Segment Start: Extracted entries
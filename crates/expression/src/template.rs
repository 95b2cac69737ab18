//! Template parsing and rendering.
//!
//! A template is a string interleaving static text with `{{ path }}`
//! expressions. Parsing records line/column positions so unresolved
//! paths can be reported against the original source. A template that
//! consists of exactly one expression renders to the resolved value with
//! its type preserved; anything else renders to a concatenated string.

use std::fmt;

use serde_json::Value;
use tracing::trace;

use crate::context::ResolveContext;
use crate::error::ExpressionError;
use crate::path::Path;

/// Maximum number of expressions in a single template.
const MAX_TEMPLATE_EXPRESSIONS: usize = 1000;

/// Maximum depth for templates nested inside expression content.
const MAX_NESTING_DEPTH: usize = 8;

/// One parsed part of a template.
#[derive(Debug, Clone, PartialEq, Eq)]
pub enum TemplatePart {
    /// Literal text copied through unchanged.
    Static(String),
    /// An expression to resolve, without the surrounding braces.
    Expression {
        /// The expression content as written.
        content: String,
        /// 1-based line of the opening `{{`.
        line: usize,
        /// 1-based column of the opening `{{`.
        column: usize,
    },
}

/// A parsed template.
#[derive(Debug, Clone, PartialEq, Eq)]
pub struct Template {
    source: String,
    parts: Vec<TemplatePart>,
}

impl Template {
    /// Parse a template string.
    pub fn parse(source: impl Into<String>) -> Result<Self, ExpressionError> {
        let source = source.into();
        let parts = parse_parts(&source)?;
        Ok(Self { source, parts })
    }

    /// The original source string.
    #[must_use]
    pub fn source(&self) -> &str {
        &self.source
    }

    /// The parsed parts.
    #[must_use]
    pub fn parts(&self) -> &[TemplatePart] {
        &self.parts
    }

    /// Whether the template contains any expressions.
    #[must_use]
    pub fn has_expressions(&self) -> bool {
        self.parts
            .iter()
            .any(|p| matches!(p, TemplatePart::Expression { .. }))
    }

    /// Render against a context.
    ///
    /// A template that is exactly one expression (ignoring empty static
    /// parts) returns the resolved value unchanged; otherwise every
    /// expression is stringified and concatenated with the static text.
    pub fn render(&self, ctx: &ResolveContext) -> Result<Value, ExpressionError> {
        self.render_at_depth(ctx, 0)
    }

    fn render_at_depth(&self, ctx: &ResolveContext, depth: usize) -> Result<Value, ExpressionError> {
        if depth >= MAX_NESTING_DEPTH {
            return Err(ExpressionError::NestingTooDeep {
                max: MAX_NESTING_DEPTH,
            });
        }

        // Whole-string interpolation preserves the value's type.
        if let [TemplatePart::Expression { content, .. }] = self.parts.as_slice() {
            return resolve_expression(content, ctx, depth);
        }

        let mut result = String::with_capacity(self.source.len());
        for part in &self.parts {
            match part {
                TemplatePart::Static(text) => result.push_str(text),
                TemplatePart::Expression { content, line, column } => {
                    trace!(expression = content.as_str(), line, column, "rendering expression");
                    let value = resolve_expression(content, ctx, depth)?;
                    match value.as_str() {
                        Some(s) => result.push_str(s),
                        None => result.push_str(&value.to_string()),
                    }
                }
            }
        }
        Ok(Value::String(result))
    }
}

impl fmt::Display for Template {
    fn fmt(&self, f: &mut fmt::Formatter<'_>) -> fmt::Result {
        f.write_str(&self.source)
    }
}

/// Resolve one expression's content: either a bare path, or a nested
/// template whose rendering yields the path to resolve.
fn resolve_expression(
    content: &str,
    ctx: &ResolveContext,
    depth: usize,
) -> Result<Value, ExpressionError> {
    let trimmed = content.trim();
    if trimmed.contains("{{") {
        let inner = Template::parse(trimmed)?;
        let rendered = inner.render_at_depth(ctx, depth + 1)?;
        let path_text = match rendered.as_str() {
            Some(s) => s.to_owned(),
            None => rendered.to_string(),
        };
        let path = Path::parse(&path_text)?;
        return ctx.lookup(&path);
    }
    let path = Path::parse(trimmed)?;
    ctx.lookup(&path)
}

fn parse_parts(source: &str) -> Result<Vec<TemplatePart>, ExpressionError> {
    let chars: Vec<char> = source.chars().collect();
    let len = chars.len();

    let mut parts = Vec::new();
    let mut current_static = String::new();
    let mut expression_count = 0usize;

    let mut i = 0;
    let mut line = 1;
    let mut column = 1;

    while i < len {
        if i + 1 < len && chars[i] == '{' && chars[i + 1] == '{' {
            let (open_line, open_column) = (line, column);

            // Find the matching `}}`, counting nested `{{`.
            let mut j = i + 2;
            let mut depth = 1usize;
            while j + 1 < len {
                if chars[j] == '{' && chars[j + 1] == '{' {
                    depth += 1;
                    j += 2;
                } else if chars[j] == '}' && chars[j + 1] == '}' {
                    depth -= 1;
                    if depth == 0 {
                        break;
                    }
                    j += 2;
                } else {
                    j += 1;
                }
            }
            if depth != 0 || j + 1 >= len {
                return Err(ExpressionError::UnclosedExpression {
                    line: open_line,
                    column: open_column,
                });
            }

            if !current_static.is_empty() {
                parts.push(TemplatePart::Static(std::mem::take(&mut current_static)));
            }

            let content: String = chars[i + 2..j].iter().collect();
            expression_count += 1;
            if expression_count > MAX_TEMPLATE_EXPRESSIONS {
                return Err(ExpressionError::InvalidPath {
                    path: source.to_owned(),
                    reason: format!(
                        "template contains too many expressions (max {MAX_TEMPLATE_EXPRESSIONS})"
                    ),
                });
            }
            parts.push(TemplatePart::Expression {
                content,
                line: open_line,
                column: open_column,
            });

            // Advance position tracking across the consumed expression.
            for &c in &chars[i..=j + 1] {
                if c == '\n' {
                    line += 1;
                    column = 1;
                } else {
                    column += 1;
                }
            }
            i = j + 2;
        } else {
            current_static.push(chars[i]);
            if chars[i] == '\n' {
                line += 1;
                column = 1;
            } else {
                column += 1;
            }
            i += 1;
        }
    }

    if !current_static.is_empty() {
        parts.push(TemplatePart::Static(current_static));
    }

    Ok(parts)
}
Segment End: Extracted entries
#### What is being asked
Once you find the line with "let mut parts = Vec::new();" in the entries above, output it and each line after it up to and including the line with "if expression_count >", and nothing else.

#### Written answer
    let mut parts = Vec::new();
    let mut current_static = String::new();
    let mut expression_count = 0usize;

    let mut i = 0;
    let mut line = 1;
    let mut column = 1;

    while i < len {
        if i + 1 < len && chars[i] == '{' && chars[i + 1] == '{' {
            let (open_line, open_column) = (line, column);

            // Find the matching `}}`, counting nested `{{`.
            let mut j = i + 2;
            let mut depth = 1usize;
            while j + 1 < len {
                if chars[j] == '{' && chars[j + 1] == '{' {
                    depth += 1;
                    j += 2;
                } else if chars[j] == '}' && chars[j + 1] == '}' {
                    depth -= 1;
                    if depth == 0 {
                        break;
                    }
                    j += 2;
                } else {
                    j += 1;
                }
            }
            if depth != 0 || j + 1 >= len {
                return Err(ExpressionError::UnclosedExpression {
                    line: open_line,
                    column: open_column,
                });
            }

            if !current_static.is_empty() {
                parts.push(TemplatePart::Static(std::mem::take(&mut current_static)));
            }

            let content: String = chars[i + 2..j].iter().collect();
            expression_count += 1;
            if expression_count > MAX_TEMPLATE_EXPRESSIONS {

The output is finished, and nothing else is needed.